Over the past few decades, the survival of transfusion-dependent thalassaemia patients improved significantly in high resource countries because of better disease-specific support programmes and accessibility to promising new therapies [5]. Unfortunately, up to 90% of patients with serious haemoglobin disorders live in developing countries with limited resources, which mainly includes sub-Saharan Africa and Asia [8]; and the prospect for these patients is grim. The burden is expected to rise substantially in the coming years in these areas due to the reduction in infant mortality and large population size. However, it is clear from many reports that most of these developing countries have extremely limited facilities for the diagnosis and management of thalassaemias, mainly due to the high cost associated with standard treatment [9]. Thus, it is not possible for resource-constrained countries to meet the ever-growing treatment demand of thalassaemic patients. Moreover, the psychological impact and social stigmatisation among patients and their caregivers is notably higher in these countries [10]. Therefore, reducing the burden of thalassaemias through effective preventive approaches in parallel with widespread awareness programmes is the most critical and cost-effective strategy for resource-poor countries.

Bangladesh is a developing country with a population of more than 165 million. Nearly 70% of its people reside in resource-limited rural areas with few facilities diagnosis and management of haemoglobin disorders [11]. Although the prevalence of thalassaemia genes in the Bangladeshi population is high, accurate data on the disease burden of thalassaemias is sparse. Conservative estimates suggest that about 6–12% of the population are carriers of different haemoglobin disorders, mainly beta-thalassaemia and haemoglobin E (HbE); the proportion reaches up to 40% in the tribal populations [12]. Extrapolated data also suggests that about 60,000–70,000 children have been suffering from clinically severe thalassaemias [11].

Detecting carriers and educating them about the disease and its outcomes is the focus of all thalassaemia prevention programmes. Common strategies include mandatory premarital screening with the option of prenatal diagnosis and therapeutic termination of pregnancy. Some countries, notably Cyprus, Greece, Iran, and Italy, have achieved high success in reducing the birth prevalence of thalassaemia by implementing these strategies [2]. Screening services and prenatal diagnosis with therapeutic termination of the affected pregnancies are also available in Bangladesh, but it is unclear how effective and accepted these preventive strategies will be in Bangladesh.
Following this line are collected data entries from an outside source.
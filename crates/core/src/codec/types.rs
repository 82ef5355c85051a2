//! Sample formats exchanged across the codec boundary.

use serde::{Deserialize, Serialize};

/// Bit depth of the canonical intermediate format.
pub const CANONICAL_BITS_PER_SAMPLE: u16 = 16;

/// Byte order of PCM samples.
#[derive(Debug, Clone, Copy, PartialEq, Eq, Serialize, Deserialize)]
#[serde(rename_all = "snake_case")]
pub enum ByteOrder {
    BigEndian,
    LittleEndian,
}

/// Description of an interleaved linear PCM stream.
#[derive(Debug, Clone, Copy, PartialEq, Eq, Serialize, Deserialize)]
pub struct PcmFormat {
    /// Frames per second.
    pub sample_rate: u32,
    /// Interleaved channels per frame.
    pub channels: u16,
    /// Bits per sample.
    pub bits_per_sample: u16,
    /// Sample byte order.
    pub byte_order: ByteOrder,
    /// Whether samples are signed integers.
    pub signed: bool,
    /// Whether samples are packed without padding.
    pub packed: bool,
}

impl PcmFormat {
    /// The canonical intermediate format: signed 16-bit big-endian packed PCM.
    pub fn canonical(sample_rate: u32, channels: u16) -> Self {
        Self {
            sample_rate,
            channels,
            bits_per_sample: CANONICAL_BITS_PER_SAMPLE,
            byte_order: ByteOrder::BigEndian,
            signed: true,
            packed: true,
        }
    }

    /// Returns the same format with a different channel count.
    pub fn with_channels(self, channels: u16) -> Self {
        Self { channels, ..self }
    }

    /// Bytes occupied by one sample of one channel.
    pub fn bytes_per_sample(&self) -> usize {
        usize::from(self.bits_per_sample / 8)
    }

    /// Bytes occupied by one interleaved frame.
    pub fn bytes_per_frame(&self) -> usize {
        usize::from(self.channels) * self.bytes_per_sample()
    }

    /// Whether this is the canonical representation at some rate and channel count.
    pub fn is_canonical(&self) -> bool {
        self.bits_per_sample == CANONICAL_BITS_PER_SAMPLE
            && self.byte_order == ByteOrder::BigEndian
            && self.signed
            && self.packed
            && self.channels > 0
            && self.sample_rate > 0
    }
}

/// The native format of a source file, as reported by the decoder.
#[derive(Debug, Clone, PartialEq, Eq, Serialize, Deserialize)]
pub struct NativeFormat {
    /// Native sample rate in Hz.
    pub sample_rate: u32,
    /// Native channel count.
    pub channels: u16,
    /// Total frames at the native sample rate.
    pub total_frames: u64,
    /// Human-readable codec/format name.
    pub description: String,
}

impl NativeFormat {
    /// Converts the native frame total to the given sample rate.
    ///
    /// Returns `None` when the native rate is unknown (zero).
    pub fn frames_at_rate(&self, target_rate: u32) -> Option<u64> {
        if self.sample_rate == 0 {
            return None;
        }
        let frames =
            u128::from(self.total_frames) * u128::from(target_rate) / u128::from(self.sample_rate);
        Some(u64::try_from(frames).unwrap_or(u64::MAX))
    }
}

/// Shape of an output container: AAC audio in an MPEG-4 container.
#[derive(Debug, Clone, Copy, PartialEq, Eq, Serialize, Deserialize)]
pub struct OutputFormat {
    /// Output sample rate in Hz.
    pub sample_rate: u32,
    /// Output channel count.
    pub channels: u16,
}

impl OutputFormat {
    pub fn new(sample_rate: u32, channels: u16) -> Self {
        Self {
            sample_rate,
            channels,
        }
    }

    /// The canonical PCM format the encoder accepts for this output.
    pub fn client_format(&self) -> PcmFormat {
        PcmFormat::canonical(self.sample_rate, self.channels)
    }
}

/// Converts a frame count at `sample_rate` to rounded milliseconds.
pub fn frames_to_ms(frames: u64, sample_rate: u32) -> u64 {
    if sample_rate == 0 {
        return 0;
    }
    let rate = u128::from(sample_rate);
    let ms = (u128::from(frames) * 1000 + rate / 2) / rate;
    u64::try_from(ms).unwrap_or(u64::MAX)
}

#[cfg(test)]
mod tests {
    use super::*;

    #[test]
    fn test_canonical_format_layout() {
        let format = PcmFormat::canonical(44100, 2);
        assert!(format.is_canonical());
        assert_eq!(format.bytes_per_sample(), 2);
        assert_eq!(format.bytes_per_frame(), 4);
        assert_eq!(format.with_channels(1).bytes_per_frame(), 2);
    }

    #[test]
    fn test_little_endian_is_not_canonical() {
        let format = PcmFormat {
            byte_order: ByteOrder::LittleEndian,
            ..PcmFormat::canonical(44100, 2)
        };
        assert!(!format.is_canonical());
    }

    #[test]
    fn test_frames_at_rate_scales_to_target() {
        let native = NativeFormat {
            sample_rate: 48000,
            channels: 2,
            total_frames: 480_000,
            description: "AAC".to_string(),
        };
        assert_eq!(native.frames_at_rate(44100), Some(441_000));
        assert_eq!(native.frames_at_rate(48000), Some(480_000));
    }

    #[test]
    fn test_frames_at_rate_unknown_native_rate() {
        let native = NativeFormat {
            sample_rate: 0,
            channels: 1,
            total_frames: 100,
            description: String::new(),
        };
        assert_eq!(native.frames_at_rate(44100), None);
    }

    #[test]
    fn test_frames_to_ms_rounds() {
        assert_eq!(frames_to_ms(220_500, 44100), 5000);
        assert_eq!(frames_to_ms(22, 44100), 0);
        assert_eq!(frames_to_ms(23, 44100), 1);
        assert_eq!(frames_to_ms(1000, 0), 0);
    }
}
In this context, effective community participation is vital, especially in developing countries like Bangladesh where overall health awareness is very poor among the general population. Thus, engaging the parents or caregivers of thalassaemic children at a community-level would be instrumental in creating mass awareness. Parents or caregivers play a vital role in chronic diseases like thalassaemias. Their knowledge and perspective regarding the disease can help the society to realise the depth and seriousness of the intertwined problems regarding the health, economic and psychological burden prevailing in families of thalassaemic children in resource-poor settings. The current study aims to investigate the parental knowledge and attitudes regarding thalassemia, prenatal diagnosis and practical barriers faced by the parents of thalassaemic children in Bangladesh.

Materials and methods

Study setting and participants

This cross-section study was conducted at the Bangladesh Thalassaemia Samity Hospital (BTSH) situated in the capital city, Dhaka. This was the first day-care hospital dedicated to thalassaemia care in Bangladesh, which was established in 2000. BTSH is managed by parents of thalassaemic children. There are few specialized thalassaemia care centres in Bangladesh, and most are in Dhaka city, although around 70% population live in rural areas in Bangladesh. Because of financial constraints, most patients cannot afford treatment in Dhaka. In this study, we used convenience sampling technique to recruit caregivers (mother or father) of thalassaemic children attending at BTSH for follow-up treatment (regular blood transfusion and care) in the period between January 2018 and December 2018.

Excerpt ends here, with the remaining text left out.